-- PROBLEM TO SOLVE --
Copy word for word the lines from the start of the records through the line that contains "impl AcceptListener for", both included.

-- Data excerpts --

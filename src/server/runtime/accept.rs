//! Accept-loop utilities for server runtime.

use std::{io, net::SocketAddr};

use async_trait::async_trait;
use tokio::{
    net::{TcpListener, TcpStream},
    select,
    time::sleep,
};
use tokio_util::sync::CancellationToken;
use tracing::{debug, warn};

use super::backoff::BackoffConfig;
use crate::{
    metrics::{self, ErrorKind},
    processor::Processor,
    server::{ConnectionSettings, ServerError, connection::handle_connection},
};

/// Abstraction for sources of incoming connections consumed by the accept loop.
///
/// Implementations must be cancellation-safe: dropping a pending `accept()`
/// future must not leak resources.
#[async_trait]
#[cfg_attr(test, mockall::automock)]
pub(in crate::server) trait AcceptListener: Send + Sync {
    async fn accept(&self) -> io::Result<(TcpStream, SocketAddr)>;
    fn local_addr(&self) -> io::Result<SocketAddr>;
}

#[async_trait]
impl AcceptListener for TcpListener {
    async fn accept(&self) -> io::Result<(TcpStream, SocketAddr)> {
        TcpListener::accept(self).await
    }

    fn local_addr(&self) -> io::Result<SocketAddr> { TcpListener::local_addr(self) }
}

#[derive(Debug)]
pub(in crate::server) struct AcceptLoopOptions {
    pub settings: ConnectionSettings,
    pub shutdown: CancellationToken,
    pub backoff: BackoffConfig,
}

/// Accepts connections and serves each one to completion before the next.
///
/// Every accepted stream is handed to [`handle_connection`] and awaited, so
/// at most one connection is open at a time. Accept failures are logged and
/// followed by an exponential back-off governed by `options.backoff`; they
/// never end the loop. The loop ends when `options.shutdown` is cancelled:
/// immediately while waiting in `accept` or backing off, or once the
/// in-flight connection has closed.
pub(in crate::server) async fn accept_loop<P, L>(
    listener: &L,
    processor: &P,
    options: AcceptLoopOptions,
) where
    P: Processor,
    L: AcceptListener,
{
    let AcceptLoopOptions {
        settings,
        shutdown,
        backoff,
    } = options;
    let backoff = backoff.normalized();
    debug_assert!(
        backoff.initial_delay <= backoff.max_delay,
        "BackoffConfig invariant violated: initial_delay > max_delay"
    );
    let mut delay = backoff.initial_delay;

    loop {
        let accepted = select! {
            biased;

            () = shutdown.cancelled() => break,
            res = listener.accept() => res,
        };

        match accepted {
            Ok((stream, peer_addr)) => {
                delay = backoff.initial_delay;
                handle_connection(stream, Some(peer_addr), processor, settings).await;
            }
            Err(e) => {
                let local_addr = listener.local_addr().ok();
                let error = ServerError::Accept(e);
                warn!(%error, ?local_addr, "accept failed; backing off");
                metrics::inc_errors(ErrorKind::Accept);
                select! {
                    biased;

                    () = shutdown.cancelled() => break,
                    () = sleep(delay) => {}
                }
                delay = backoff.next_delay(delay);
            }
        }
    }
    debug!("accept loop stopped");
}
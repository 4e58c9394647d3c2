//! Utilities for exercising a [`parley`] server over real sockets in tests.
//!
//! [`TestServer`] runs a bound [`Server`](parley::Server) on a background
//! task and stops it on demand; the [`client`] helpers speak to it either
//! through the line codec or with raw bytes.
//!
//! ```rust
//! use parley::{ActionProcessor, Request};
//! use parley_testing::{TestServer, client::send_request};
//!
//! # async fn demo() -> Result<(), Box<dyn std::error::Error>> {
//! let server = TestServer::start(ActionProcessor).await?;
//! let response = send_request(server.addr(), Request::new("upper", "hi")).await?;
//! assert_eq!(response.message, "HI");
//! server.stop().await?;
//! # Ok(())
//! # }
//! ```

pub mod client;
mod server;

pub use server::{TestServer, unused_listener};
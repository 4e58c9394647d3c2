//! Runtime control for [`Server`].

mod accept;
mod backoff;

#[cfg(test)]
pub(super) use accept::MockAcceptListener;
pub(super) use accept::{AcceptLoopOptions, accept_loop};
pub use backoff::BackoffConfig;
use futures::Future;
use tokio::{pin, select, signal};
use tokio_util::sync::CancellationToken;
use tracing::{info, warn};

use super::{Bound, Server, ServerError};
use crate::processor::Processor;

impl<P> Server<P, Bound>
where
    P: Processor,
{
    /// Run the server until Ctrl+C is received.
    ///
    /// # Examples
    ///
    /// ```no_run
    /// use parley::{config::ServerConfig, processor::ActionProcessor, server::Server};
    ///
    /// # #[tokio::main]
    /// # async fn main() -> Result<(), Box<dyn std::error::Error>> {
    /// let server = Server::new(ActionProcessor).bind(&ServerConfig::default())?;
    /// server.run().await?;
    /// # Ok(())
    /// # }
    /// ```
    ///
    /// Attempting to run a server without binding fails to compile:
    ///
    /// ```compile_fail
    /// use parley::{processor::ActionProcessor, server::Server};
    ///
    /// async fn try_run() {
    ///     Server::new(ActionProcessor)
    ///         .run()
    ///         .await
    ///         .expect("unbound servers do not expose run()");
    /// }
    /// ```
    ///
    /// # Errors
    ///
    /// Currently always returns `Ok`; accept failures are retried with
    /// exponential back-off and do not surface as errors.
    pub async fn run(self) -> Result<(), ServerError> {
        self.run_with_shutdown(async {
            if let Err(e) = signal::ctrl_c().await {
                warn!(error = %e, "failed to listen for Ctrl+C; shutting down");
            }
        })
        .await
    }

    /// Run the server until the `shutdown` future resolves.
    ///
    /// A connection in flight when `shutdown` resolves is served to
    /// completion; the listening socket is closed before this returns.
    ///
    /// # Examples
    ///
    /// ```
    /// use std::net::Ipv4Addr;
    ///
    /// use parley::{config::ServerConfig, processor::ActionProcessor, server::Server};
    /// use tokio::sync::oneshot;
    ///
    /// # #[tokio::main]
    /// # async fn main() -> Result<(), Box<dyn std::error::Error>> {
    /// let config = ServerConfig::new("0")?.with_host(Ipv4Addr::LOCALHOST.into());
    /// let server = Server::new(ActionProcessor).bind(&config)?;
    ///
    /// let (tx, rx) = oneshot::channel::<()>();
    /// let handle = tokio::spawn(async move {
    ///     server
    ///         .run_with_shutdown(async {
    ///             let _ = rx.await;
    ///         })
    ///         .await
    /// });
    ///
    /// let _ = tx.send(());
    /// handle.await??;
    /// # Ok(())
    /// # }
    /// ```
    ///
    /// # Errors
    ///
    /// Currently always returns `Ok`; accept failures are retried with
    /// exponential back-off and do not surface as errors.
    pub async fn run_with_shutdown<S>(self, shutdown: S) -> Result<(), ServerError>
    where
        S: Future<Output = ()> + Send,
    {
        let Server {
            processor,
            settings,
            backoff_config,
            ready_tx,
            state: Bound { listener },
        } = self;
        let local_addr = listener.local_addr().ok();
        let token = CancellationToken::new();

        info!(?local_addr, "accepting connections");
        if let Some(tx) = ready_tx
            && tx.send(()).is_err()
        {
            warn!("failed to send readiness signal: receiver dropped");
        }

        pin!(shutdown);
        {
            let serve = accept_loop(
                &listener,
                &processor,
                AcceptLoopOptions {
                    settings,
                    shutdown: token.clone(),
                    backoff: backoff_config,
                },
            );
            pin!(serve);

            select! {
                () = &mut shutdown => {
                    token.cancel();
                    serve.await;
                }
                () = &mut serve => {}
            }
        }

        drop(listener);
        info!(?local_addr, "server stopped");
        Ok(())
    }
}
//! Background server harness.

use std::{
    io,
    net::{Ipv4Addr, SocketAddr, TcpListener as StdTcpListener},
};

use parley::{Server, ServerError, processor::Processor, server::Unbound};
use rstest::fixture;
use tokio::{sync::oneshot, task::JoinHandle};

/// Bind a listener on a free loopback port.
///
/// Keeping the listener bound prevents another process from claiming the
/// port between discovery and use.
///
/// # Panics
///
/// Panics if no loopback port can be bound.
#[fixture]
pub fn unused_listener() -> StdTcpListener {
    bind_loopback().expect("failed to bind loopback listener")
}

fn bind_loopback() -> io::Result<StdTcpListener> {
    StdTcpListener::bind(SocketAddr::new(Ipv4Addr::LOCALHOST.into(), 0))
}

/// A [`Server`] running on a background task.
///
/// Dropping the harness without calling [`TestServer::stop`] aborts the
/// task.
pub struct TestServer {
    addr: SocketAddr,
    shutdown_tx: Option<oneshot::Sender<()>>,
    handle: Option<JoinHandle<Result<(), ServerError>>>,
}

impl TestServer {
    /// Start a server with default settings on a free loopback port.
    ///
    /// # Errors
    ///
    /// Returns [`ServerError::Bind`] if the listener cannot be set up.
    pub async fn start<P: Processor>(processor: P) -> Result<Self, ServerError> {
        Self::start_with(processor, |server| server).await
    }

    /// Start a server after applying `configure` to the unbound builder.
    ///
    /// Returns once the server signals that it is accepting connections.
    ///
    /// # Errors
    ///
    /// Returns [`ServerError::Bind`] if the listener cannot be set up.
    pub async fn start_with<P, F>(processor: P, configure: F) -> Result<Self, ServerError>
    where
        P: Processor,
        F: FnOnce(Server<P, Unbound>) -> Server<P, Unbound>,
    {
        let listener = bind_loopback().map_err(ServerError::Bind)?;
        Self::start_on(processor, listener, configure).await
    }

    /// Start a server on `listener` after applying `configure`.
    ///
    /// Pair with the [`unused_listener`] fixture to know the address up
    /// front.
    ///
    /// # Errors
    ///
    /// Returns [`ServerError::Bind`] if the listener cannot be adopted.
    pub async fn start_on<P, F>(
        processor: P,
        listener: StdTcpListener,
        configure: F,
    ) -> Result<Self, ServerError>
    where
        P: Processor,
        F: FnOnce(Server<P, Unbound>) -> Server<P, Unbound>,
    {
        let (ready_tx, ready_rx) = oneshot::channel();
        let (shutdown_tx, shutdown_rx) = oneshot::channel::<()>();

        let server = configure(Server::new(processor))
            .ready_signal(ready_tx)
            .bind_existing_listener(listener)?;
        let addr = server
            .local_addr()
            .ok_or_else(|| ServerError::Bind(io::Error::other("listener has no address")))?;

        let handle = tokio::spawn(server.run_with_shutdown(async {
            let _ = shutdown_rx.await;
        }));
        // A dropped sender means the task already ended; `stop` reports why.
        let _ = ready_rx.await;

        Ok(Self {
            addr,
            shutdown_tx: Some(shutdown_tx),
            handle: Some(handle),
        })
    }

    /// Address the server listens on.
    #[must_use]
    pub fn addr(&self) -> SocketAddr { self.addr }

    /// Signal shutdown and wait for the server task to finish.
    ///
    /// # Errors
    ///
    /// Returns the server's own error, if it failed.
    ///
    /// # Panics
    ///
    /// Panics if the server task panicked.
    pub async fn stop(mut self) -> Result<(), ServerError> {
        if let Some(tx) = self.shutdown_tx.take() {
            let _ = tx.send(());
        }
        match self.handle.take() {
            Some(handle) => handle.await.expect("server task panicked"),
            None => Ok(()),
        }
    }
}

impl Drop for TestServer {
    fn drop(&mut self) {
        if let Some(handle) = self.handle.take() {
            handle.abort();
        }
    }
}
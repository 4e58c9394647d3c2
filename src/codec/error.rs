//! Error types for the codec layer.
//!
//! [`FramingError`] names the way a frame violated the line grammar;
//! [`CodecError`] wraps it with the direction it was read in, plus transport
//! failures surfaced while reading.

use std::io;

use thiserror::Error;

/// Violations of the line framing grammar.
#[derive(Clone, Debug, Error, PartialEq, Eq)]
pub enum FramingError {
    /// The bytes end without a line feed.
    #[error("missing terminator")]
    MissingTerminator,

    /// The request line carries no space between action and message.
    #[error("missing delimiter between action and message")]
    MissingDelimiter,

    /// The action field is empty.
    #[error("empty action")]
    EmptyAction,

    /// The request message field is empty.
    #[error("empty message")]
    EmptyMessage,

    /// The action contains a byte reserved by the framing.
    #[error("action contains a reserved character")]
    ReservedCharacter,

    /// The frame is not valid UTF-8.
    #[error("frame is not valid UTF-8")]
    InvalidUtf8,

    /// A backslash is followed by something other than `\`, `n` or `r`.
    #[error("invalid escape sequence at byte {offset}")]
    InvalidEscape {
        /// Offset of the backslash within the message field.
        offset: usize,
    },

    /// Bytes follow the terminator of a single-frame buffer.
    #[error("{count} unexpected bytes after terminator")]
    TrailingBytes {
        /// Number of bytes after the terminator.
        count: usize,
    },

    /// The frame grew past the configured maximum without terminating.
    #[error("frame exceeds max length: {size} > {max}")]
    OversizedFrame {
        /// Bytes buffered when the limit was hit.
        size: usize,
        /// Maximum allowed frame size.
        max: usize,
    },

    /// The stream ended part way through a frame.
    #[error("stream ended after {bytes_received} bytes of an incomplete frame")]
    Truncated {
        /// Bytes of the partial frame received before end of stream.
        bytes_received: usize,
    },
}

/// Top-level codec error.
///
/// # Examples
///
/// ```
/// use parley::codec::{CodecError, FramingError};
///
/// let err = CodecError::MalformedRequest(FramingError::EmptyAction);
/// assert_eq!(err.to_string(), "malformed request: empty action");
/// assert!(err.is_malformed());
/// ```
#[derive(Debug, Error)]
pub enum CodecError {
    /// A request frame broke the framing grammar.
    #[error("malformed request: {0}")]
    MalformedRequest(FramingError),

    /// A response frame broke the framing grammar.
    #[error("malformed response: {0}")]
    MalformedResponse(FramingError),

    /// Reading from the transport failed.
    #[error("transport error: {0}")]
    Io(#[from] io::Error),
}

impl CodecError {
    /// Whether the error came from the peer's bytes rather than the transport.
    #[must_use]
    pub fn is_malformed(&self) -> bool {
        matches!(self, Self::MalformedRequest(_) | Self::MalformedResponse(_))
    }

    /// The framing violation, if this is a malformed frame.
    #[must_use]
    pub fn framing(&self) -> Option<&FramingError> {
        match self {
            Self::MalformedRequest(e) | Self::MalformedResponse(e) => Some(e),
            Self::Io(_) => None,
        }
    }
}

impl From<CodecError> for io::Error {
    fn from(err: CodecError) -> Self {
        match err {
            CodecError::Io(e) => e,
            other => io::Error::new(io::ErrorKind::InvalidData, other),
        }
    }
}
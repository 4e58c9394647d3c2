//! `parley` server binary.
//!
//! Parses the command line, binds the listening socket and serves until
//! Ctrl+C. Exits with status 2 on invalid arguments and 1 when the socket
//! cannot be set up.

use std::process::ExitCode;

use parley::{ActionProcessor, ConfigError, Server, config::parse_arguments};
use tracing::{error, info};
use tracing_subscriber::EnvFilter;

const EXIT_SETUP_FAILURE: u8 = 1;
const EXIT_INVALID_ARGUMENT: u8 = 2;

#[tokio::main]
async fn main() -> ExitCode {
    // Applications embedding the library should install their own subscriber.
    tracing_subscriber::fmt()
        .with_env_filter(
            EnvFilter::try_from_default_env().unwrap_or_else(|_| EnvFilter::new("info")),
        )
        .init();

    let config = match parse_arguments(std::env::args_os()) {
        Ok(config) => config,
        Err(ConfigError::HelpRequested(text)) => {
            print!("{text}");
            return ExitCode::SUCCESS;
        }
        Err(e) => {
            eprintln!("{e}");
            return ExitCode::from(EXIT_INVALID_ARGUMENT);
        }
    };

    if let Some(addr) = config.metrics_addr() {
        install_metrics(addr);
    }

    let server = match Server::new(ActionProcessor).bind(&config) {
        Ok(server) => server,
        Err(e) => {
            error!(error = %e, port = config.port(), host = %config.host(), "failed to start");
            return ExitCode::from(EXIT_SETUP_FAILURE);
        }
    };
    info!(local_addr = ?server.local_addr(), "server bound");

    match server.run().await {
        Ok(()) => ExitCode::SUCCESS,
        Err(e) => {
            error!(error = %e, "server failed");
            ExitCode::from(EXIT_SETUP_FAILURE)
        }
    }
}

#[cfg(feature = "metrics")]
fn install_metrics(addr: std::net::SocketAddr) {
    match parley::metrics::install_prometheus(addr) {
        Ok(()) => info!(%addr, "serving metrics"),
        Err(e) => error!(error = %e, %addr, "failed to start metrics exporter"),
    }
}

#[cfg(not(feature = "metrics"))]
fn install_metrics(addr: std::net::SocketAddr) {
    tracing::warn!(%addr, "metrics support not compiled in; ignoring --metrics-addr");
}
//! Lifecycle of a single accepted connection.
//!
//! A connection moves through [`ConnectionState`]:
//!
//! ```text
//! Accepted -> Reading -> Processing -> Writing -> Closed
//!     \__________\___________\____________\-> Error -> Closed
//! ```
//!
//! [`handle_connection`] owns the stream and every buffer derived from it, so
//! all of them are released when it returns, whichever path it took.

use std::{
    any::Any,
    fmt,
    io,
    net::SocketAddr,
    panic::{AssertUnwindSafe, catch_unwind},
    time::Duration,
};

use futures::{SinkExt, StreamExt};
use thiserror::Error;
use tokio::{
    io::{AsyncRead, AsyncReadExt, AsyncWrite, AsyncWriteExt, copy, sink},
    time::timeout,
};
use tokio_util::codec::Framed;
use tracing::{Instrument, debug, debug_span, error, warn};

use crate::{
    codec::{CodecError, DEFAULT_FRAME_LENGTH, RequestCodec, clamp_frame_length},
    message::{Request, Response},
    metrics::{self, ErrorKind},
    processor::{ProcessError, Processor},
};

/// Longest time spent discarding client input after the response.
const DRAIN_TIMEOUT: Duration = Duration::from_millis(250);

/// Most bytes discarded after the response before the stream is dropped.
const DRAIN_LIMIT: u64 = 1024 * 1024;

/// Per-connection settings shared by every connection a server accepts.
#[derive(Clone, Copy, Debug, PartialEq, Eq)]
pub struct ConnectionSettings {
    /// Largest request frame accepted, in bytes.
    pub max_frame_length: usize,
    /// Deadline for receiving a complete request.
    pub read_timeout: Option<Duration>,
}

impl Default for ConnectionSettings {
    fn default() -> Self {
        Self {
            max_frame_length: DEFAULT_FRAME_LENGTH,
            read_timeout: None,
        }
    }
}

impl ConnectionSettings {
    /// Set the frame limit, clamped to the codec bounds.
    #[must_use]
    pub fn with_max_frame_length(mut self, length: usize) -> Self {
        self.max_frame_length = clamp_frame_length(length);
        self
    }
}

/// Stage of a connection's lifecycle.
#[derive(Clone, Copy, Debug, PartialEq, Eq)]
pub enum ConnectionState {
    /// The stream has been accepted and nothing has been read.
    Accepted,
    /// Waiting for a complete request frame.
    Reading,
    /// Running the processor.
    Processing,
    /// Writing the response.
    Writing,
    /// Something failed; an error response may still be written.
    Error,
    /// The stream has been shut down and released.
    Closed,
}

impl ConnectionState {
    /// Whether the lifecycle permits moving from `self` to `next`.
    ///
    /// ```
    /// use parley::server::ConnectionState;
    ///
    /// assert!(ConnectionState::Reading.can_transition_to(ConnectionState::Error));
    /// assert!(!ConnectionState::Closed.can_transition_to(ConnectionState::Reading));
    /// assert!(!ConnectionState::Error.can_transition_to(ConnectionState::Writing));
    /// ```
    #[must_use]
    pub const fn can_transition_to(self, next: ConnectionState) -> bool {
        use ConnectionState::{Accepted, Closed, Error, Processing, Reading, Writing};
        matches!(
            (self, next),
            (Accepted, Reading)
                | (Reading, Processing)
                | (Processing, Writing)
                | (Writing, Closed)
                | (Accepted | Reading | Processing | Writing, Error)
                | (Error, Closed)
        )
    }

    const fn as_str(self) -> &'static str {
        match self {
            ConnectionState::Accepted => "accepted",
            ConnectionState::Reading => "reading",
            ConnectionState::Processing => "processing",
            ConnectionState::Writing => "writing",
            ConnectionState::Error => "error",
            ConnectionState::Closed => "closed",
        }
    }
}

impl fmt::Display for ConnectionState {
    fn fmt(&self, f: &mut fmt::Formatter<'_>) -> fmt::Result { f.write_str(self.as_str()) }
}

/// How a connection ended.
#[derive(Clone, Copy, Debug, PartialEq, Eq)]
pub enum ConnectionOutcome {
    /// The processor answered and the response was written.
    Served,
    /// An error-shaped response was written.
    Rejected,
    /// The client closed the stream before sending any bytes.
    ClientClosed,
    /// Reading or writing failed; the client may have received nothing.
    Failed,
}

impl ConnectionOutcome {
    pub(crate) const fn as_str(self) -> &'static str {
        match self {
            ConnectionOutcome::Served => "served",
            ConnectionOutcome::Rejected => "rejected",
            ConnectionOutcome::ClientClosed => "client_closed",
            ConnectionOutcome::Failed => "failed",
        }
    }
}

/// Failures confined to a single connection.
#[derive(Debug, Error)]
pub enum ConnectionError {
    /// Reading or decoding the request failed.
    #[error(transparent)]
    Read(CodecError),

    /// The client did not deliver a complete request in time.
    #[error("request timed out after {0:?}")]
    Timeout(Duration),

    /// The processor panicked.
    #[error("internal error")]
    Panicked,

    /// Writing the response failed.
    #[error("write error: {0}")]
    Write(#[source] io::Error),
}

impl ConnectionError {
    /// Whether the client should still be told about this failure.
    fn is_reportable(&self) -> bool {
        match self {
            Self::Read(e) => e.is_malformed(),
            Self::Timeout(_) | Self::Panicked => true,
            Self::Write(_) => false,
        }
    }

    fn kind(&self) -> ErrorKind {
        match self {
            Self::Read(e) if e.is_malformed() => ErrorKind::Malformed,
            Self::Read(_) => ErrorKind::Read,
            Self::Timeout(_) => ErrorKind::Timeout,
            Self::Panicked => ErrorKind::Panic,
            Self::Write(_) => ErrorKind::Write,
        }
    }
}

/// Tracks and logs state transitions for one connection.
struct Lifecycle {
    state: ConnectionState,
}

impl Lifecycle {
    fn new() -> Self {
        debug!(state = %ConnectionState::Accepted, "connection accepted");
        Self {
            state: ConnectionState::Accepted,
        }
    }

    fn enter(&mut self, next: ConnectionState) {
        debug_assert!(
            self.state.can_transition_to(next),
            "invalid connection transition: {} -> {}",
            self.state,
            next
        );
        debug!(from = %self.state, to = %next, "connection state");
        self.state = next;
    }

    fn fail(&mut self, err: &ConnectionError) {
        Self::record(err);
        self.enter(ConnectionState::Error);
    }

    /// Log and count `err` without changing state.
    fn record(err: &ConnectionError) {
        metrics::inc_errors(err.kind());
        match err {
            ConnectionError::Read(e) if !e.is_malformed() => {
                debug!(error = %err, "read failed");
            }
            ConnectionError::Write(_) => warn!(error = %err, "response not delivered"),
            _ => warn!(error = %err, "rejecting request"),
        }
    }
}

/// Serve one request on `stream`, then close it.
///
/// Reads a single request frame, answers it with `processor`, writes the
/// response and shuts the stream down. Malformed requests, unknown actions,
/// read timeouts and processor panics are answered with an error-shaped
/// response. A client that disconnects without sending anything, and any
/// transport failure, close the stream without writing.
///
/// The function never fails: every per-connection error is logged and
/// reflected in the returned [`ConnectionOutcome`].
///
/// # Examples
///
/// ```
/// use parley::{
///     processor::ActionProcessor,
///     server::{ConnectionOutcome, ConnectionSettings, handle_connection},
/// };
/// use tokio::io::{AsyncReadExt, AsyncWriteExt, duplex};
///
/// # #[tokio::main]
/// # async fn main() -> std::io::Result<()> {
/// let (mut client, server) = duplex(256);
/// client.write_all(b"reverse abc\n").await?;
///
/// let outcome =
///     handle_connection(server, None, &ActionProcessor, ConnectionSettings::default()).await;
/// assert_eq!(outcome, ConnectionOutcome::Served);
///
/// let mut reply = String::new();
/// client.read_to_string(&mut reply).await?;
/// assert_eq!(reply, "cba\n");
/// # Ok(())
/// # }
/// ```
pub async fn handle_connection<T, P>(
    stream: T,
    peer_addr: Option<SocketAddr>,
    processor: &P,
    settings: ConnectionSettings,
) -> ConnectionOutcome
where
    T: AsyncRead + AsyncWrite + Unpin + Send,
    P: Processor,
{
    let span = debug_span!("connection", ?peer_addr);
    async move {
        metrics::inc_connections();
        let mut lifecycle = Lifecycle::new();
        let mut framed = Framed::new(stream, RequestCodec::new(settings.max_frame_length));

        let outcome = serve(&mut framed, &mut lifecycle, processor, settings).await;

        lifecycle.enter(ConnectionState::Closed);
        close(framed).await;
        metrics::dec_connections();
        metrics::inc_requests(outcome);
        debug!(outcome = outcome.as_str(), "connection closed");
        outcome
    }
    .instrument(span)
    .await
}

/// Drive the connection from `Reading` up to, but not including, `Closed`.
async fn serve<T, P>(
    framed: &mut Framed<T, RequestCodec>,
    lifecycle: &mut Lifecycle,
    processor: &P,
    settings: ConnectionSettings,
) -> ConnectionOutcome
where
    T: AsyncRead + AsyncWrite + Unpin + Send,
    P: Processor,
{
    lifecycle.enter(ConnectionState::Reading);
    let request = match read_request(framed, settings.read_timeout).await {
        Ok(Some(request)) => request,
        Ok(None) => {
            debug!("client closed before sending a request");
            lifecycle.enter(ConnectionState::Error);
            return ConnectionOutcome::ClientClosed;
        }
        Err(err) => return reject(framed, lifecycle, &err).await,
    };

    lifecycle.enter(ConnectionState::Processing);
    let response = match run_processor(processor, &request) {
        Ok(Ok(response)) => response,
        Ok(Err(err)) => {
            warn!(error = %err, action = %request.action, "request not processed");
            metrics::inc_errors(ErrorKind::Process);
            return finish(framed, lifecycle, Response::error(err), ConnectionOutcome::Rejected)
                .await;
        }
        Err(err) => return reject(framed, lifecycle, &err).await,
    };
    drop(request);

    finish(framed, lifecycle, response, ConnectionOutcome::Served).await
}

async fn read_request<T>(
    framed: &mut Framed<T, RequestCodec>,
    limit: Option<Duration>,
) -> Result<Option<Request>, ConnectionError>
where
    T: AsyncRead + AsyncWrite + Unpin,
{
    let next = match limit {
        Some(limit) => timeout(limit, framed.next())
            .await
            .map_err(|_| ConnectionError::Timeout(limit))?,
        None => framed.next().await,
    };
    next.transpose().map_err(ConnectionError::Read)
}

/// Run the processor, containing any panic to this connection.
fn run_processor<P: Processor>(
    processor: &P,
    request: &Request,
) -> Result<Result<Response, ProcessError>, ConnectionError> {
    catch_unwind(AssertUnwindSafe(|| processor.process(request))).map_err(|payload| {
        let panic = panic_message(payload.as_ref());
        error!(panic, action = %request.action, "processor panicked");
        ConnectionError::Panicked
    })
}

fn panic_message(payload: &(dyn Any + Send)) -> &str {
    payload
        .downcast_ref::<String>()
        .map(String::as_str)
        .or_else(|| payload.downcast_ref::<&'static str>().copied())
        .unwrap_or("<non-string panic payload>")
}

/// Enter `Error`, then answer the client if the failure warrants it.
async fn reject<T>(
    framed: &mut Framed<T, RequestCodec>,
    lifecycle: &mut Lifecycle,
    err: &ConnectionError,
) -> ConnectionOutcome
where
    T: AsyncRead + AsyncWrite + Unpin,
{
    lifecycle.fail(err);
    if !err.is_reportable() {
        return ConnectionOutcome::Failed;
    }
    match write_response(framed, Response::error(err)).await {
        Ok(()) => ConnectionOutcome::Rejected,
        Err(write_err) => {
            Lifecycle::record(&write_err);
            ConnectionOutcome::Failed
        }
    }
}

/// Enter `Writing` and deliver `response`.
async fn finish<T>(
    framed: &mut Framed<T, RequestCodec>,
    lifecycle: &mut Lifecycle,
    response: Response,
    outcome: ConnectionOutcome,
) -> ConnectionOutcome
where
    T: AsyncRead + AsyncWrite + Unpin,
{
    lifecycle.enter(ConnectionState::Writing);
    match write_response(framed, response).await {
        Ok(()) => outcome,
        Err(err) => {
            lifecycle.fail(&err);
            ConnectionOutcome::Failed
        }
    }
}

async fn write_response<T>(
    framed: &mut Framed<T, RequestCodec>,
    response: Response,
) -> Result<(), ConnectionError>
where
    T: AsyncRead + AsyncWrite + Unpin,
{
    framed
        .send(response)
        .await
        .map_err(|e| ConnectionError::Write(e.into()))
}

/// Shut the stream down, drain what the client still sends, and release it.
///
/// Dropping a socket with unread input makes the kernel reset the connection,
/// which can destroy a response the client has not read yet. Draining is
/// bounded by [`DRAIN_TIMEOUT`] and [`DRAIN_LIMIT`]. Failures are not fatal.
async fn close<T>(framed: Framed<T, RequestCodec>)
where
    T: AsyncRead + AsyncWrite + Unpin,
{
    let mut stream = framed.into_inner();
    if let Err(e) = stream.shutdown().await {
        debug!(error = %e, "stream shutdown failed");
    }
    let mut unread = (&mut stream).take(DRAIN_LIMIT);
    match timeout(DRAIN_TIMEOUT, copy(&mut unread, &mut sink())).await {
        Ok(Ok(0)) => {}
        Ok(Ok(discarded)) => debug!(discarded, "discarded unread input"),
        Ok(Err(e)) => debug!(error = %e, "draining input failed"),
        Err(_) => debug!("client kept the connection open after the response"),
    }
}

-- TASK OUTPUT --
filename src/server/runtime/accept.rs
//! Accept-loop utilities for server runtime.

use std::{io, net::SocketAddr};

use async_trait::async_trait;
use tokio::{
    net::{TcpListener, TcpStream},
    select,
    time::sleep,
};
use tokio_util::sync::CancellationToken;
use tracing::{debug, warn};

use super::backoff::BackoffConfig;
use crate::{
    metrics::{self, ErrorKind},
    processor::Processor,
    server::{ConnectionSettings, ServerError, connection::handle_connection},
};

/// Abstraction for sources of incoming connections consumed by the accept loop.
///
/// Implementations must be cancellation-safe: dropping a pending `accept()`
/// future must not leak resources.
#[async_trait]
#[cfg_attr(test, mockall::automock)]
pub(in crate::server) trait AcceptListener: Send + Sync {
    async fn accept(&self) -> io::Result<(TcpStream, SocketAddr)>;
    fn local_addr(&self) -> io::Result<SocketAddr>;
}

#[async_trait]
impl AcceptListener for TcpListener {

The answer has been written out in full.